El hipotiroidismo congénito (HC) es una enfermedad prevalente que afecta una proporción de 1:2,181 recién nacidos en la provincia de Córdoba. La disgenesia tiroidea es responsable del 60% de los casos mientras que el 40 % presenta alteraciones en la biosíntesis o acción de las hormonas tiroideas.
El yodo es un componente esencial de las hormonas tiroideas. Dichas hormonas son importantes reguladores del metabolismo intermedio, siendo fundamentales para el desarrollo del sistema nervioso central del recién nacido. El programa de pesquisa neonatal de HC permite su rápido diagnóstico y la instauración de un tratamiento precoz evitando un daño neurológico irreversible.
Defectos en el transporte de yoduro (ITD) es un desorden autosómico recesivo poco común causante de HC debido a la incapacidad de la célula tiroidea de acumular yoduro, postulado primer paso en la biosíntesis de las hormonas tiroideas. El simportador de sodio/yoduro (NIS) es una glicoproteína integral de membrana altamente especializada en la catálisis del transporte activo de yoduro hacia el interior celular. Hasta el momento han sido caracterizadas 12 mutaciones en NIS como causa de ITD.
El objetivo del presente trabajo ha sido analizar la presencia de mutaciones en el gen de NIS en pacientes con hipotiroidismo congénito sospechados de presentar ITD.
Se estudiaron seis pacientes con HC no relacionados detectados por pesquisa neonatal. Se utilizó como criterio de inclusión valores séricos de TSH elevada y T4 disminuida, presencia ecográfica de glándula tiroidea y centellograma tiroideo (captación de 99mTcO4-) negativo o claramente dismunuído al momento de la confirmación diagnóstica. En base al criterio empleado se establecieron, un grupo con captación de 99mTcO4- menor al 1% (no captante, n=2) y un segundo grupo con valores de 1-10% (hipocaptante, n=4).
El ADN genómico fue extraído de células mononucleadas de sangre periférica, y se evaluó mediante amplificación por PCR y posterior secuenciamiento, los 15 exones que constituyen el gen de NIS, incluyendo las regiones no traducidas y uniones intrón/exón.
Se determinó la presencia de una nueva transición homocigota C-T en un paciente hipocaptante ubicada dentro de la región 5’ no traducible (5’UTR) ubicada en el exón 1, posición -54 (-54C→T). Además, se detectaron dos nuevos polimorfismos homocigotas en sendos pacientes hipocaptantes dentro de la región codante (exón 11, posición +1,673 y exón 13, posición +1,973).

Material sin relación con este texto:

#[cfg(test)]
mod tests {
    use super::*;
    use crate::catalog::ShellLayout;
    use tempfile::TempDir;

    fn write_shell(layout: &ShellLayout, m: u32, n: u32, body: &str) {
        fs::write(layout.path(ShellKey::new(m, n).unwrap()), body).unwrap();
    }

    fn emitted(events: &[Result<StreamEvent, DedupError>]) -> Vec<String> {
        events
            .iter()
            .filter_map(|e| match e {
                Ok(StreamEvent::Emitted(em)) => Some(em.system.to_string()),
                _ => None,
            })
            .collect()
    }

    #[test]
    fn test_relabeled_duplicate_emits_once() {
        let dir = TempDir::new().unwrap();
        let layout = ShellLayout::new(dir.path());
        write_shell(&layout, 1, 2, "a1*a2 + b1\nb1*b2 + a1\n\nb3*b7 + a5\na5*a9 + b3\n\n");

        let catalog = ShellCatalog::new(layout);
        let mut ctx = RunContext::new(Canonicalizer::default());
        let events: Vec<_> = ctx.stream(&catalog, 3..=3).collect();

        assert_eq!(emitted(&events).len(), 1);
        match events.last() {
            Some(Ok(StreamEvent::DegreeFinished { degree: 3, stats })) => {
                assert_eq!(stats.read, 2);
                assert_eq!(stats.duplicates, 1);
            }
            other => panic!("unexpected last event: {:?}", other),
        }
        assert_eq!(ctx.seen_len(), 1);
    }

    #[test]
    fn test_trivial_degrees_start_and_finish() {
        let dir = TempDir::new().unwrap();
        let catalog = ShellCatalog::new(ShellLayout::new(dir.path()));
        let mut ctx = RunContext::new(Canonicalizer::default());

        let events: Vec<_> = ctx.stream(&catalog, 0..=2).collect();
        assert_eq!(events.len(), 6);
        assert!(events.iter().all(|e| e.is_ok()));
    }

    #[test]
    fn test_missing_shell_stops_stream() {
        let dir = TempDir::new().unwrap();
        let catalog = ShellCatalog::new(ShellLayout::new(dir.path()));
        let mut ctx = RunContext::new(Canonicalizer::default());

        let events: Vec<_> = ctx.stream(&catalog, 2..=4).collect();
        assert_eq!(events.len(), 3);
        assert!(matches!(events[2], Err(DedupError::Missing(_))));
    }

    #[test]
    fn test_malformed_block_is_skipped() {
        let dir = TempDir::new().unwrap();
        let layout = ShellLayout::new(dir.path());
        write_shell(&layout, 1, 2, "a1*a2*a3\n\na1 + a2\n\n");

        let catalog = ShellCatalog::new(layout);
        let mut ctx = RunContext::new(Canonicalizer::default());
        let events: Vec<_> = ctx.stream(&catalog, 3..=3).collect();

        let errors: Vec<_> = events.iter().filter_map(|e| e.as_ref().err()).collect();
        assert_eq!(errors.len(), 1);
        assert!(errors[0].is_item_local());
        assert_eq!(emitted(&events), vec!["a1 + a2"]);
    }

    #[test]
    fn test_canonicalize_failure_is_skipped_and_stream_continues() {
        let dir = TempDir::new().unwrap();
        let layout = ShellLayout::new(dir.path());
        write_shell(&layout, 1, 2, "a1 + a2\n\n");
        write_shell(&layout, 1, 3, "b1\n\n");

        let catalog = ShellCatalog::new(layout);
        // A zero iteration cap can never confirm a fixed point.
        let canonicalizer = Canonicalizer::new(CanonicalizerConfig {
            max_iterations: 0,
            ..CanonicalizerConfig::default()
        });
        let mut ctx = RunContext::new(canonicalizer);
        let events: Vec<_> = ctx.stream(&catalog, 3..=4).collect();

        assert_eq!(events.len(), 6);
        assert!(matches!(events[0], Ok(StreamEvent::DegreeStarted { degree: 3 })));
        match &events[1] {
            Err(err) => {
                assert!(err.is_item_local());
                assert!(matches!(
                    err,
                    DedupError::Canonicalize {
                        block: 0,
                        line: 1,
                        source: CanonicalizeError::FixedPointNotReached { .. },
                        ..
                    }
                ));
            }
            other => panic!("unexpected event: {:?}", other),
        }
        match &events[2] {
            Ok(StreamEvent::DegreeFinished { degree: 3, stats }) => {
                assert_eq!(stats.read, 1);
                assert_eq!(stats.rejected, 1);
                assert_eq!(stats.emitted, 0);
            }
            other => panic!("unexpected event: {:?}", other),
        }
        assert!(matches!(events[3], Ok(StreamEvent::DegreeStarted { degree: 4 })));
        assert!(matches!(events[4], Err(DedupError::Canonicalize { .. })));
        assert_eq!(ctx.seen_len(), 0);
    }

    #[test]
    fn test_unterminated_shell_is_format_error() {
        let dir = TempDir::new().unwrap();
        let layout = ShellLayout::new(dir.path());
        write_shell(&layout, 1, 2, "a1\n\nb1\n");

        let catalog = ShellCatalog::new(layout);
        let mut ctx = RunContext::new(Canonicalizer::default());
        let events: Vec<_> = ctx.stream(&catalog, 3..=3).collect();

        assert_eq!(emitted(&events), vec!["a1"]);
        assert!(events.iter().any(|e| matches!(
            e,
            Err(DedupError::Format { source: FormatError::UnterminatedBlock { .. }, .. })
        )));
    }

    #[test]
    fn test_writer_publishes_and_seed_resumes() {
        let dir = TempDir::new().unwrap();
        let shells = ShellLayout::new(dir.path().join("data"));
        fs::create_dir_all(&shells.dir).unwrap();
        write_shell(&shells, 1, 2, "a1 + a2\n\n");
        write_shell(&shells, 1, 3, "a2 + a1\n\na1*a2\n\n");

        let artifacts = ArtifactLayout::new(dir.path().join("canon"), dir.path().join("verified"));
        let catalog = ShellCatalog::new(shells);

        let mut ctx = RunContext::new(Canonicalizer::default());
        let mut writer = ArtifactWriter::new(artifacts.clone()).unwrap();
        for event in ctx.stream(&catalog, 0..=4) {
            writer.handle(&event.unwrap()).unwrap();
        }

        for degree in 0..=4 {
            assert!(artifacts.path(degree).is_file());
            assert!(!artifacts.temp_path(degree).exists());
        }
        assert_eq!(fs::read_to_string(artifacts.path(3)).unwrap(), "a1 + a2\n\n");
        assert_eq!(fs::read_to_string(artifacts.path(4)).unwrap(), "a1*a2\n\n");

        let mut resumed = RunContext::new(Canonicalizer::default());
        assert_eq!(resumed.seed_from_artifacts(&artifacts).unwrap(), 5);
        assert_eq!(resumed.seen_len(), 2);
    }
}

Con el fin de entender las bases moleculares de la mutación descubierta se la evaluó a nivel funcional. Se construyeron vectores de expresión conteniendo la secuencia humana codificante de NIS salvaje (WT) y mutante (-54C→T), que fueron transfectadas de forma estable en la línea celular Cos-7. Notablemente, las células transfectadas con la secuencia de NIS mutada solamente concentraron 5-10% del nivel de yoduro acumulado por WT (captación de 125yoduro), sugiriendo que la mutación podría ser la causa directa de ITD. El análisis de la expresión proteica de NIS tanto en la membrana plasmática como el nivel total se observaron significativamente disminuidos en células conteniendo la mutante, mientras que las WT mostraron una abundante expresión total y adecuadamente localizada en la membrana plasmática. Sorprendentemente, los niveles de ARNm de NIS evaluados por RT/PCR en tiempo real fueron similares en las líneas celulares expresando la versión WT o -54C→T.
Estos resultados plantearon la posibilidad de que la mutación ejerza una deficiencia de la traducción. Puesto que la secuencia 5'UTR tiene un papel muy importante en la estabilidad del ARNm y eficiencia de traducción, analizamos el ARNm de NIS en el perfil polisomal aislado de nuestro sistema de células Cos-7 estables. Compatible con una traducción activa, el ARNm de NIS WT se asoció con la fracción polisomal, mientras que el proveniente de la mutante se observó significativamente reducida en polisomas, consistente con una tasa de traducción y expresión proteica reducida.
En conclusión, hemos descripto una nueva mutación en el gen de NIS (-54C → T) como posible causa de HC. La evaluación funcional del mecanismo molecular responsable de la alteración en la capacidad de concentrar yoduro indicaría que la mutación afecta la iniciación de la traducción, reduciendo dramáticamente la síntesis proteica de NIS. Además, nuestros resultados confirman la factibilidad de que alteraciones en proteínas relacionadas al plegamiento y tráfico de NIS a la membrana plasmática podrían contribuir potencialmente como causa de HC.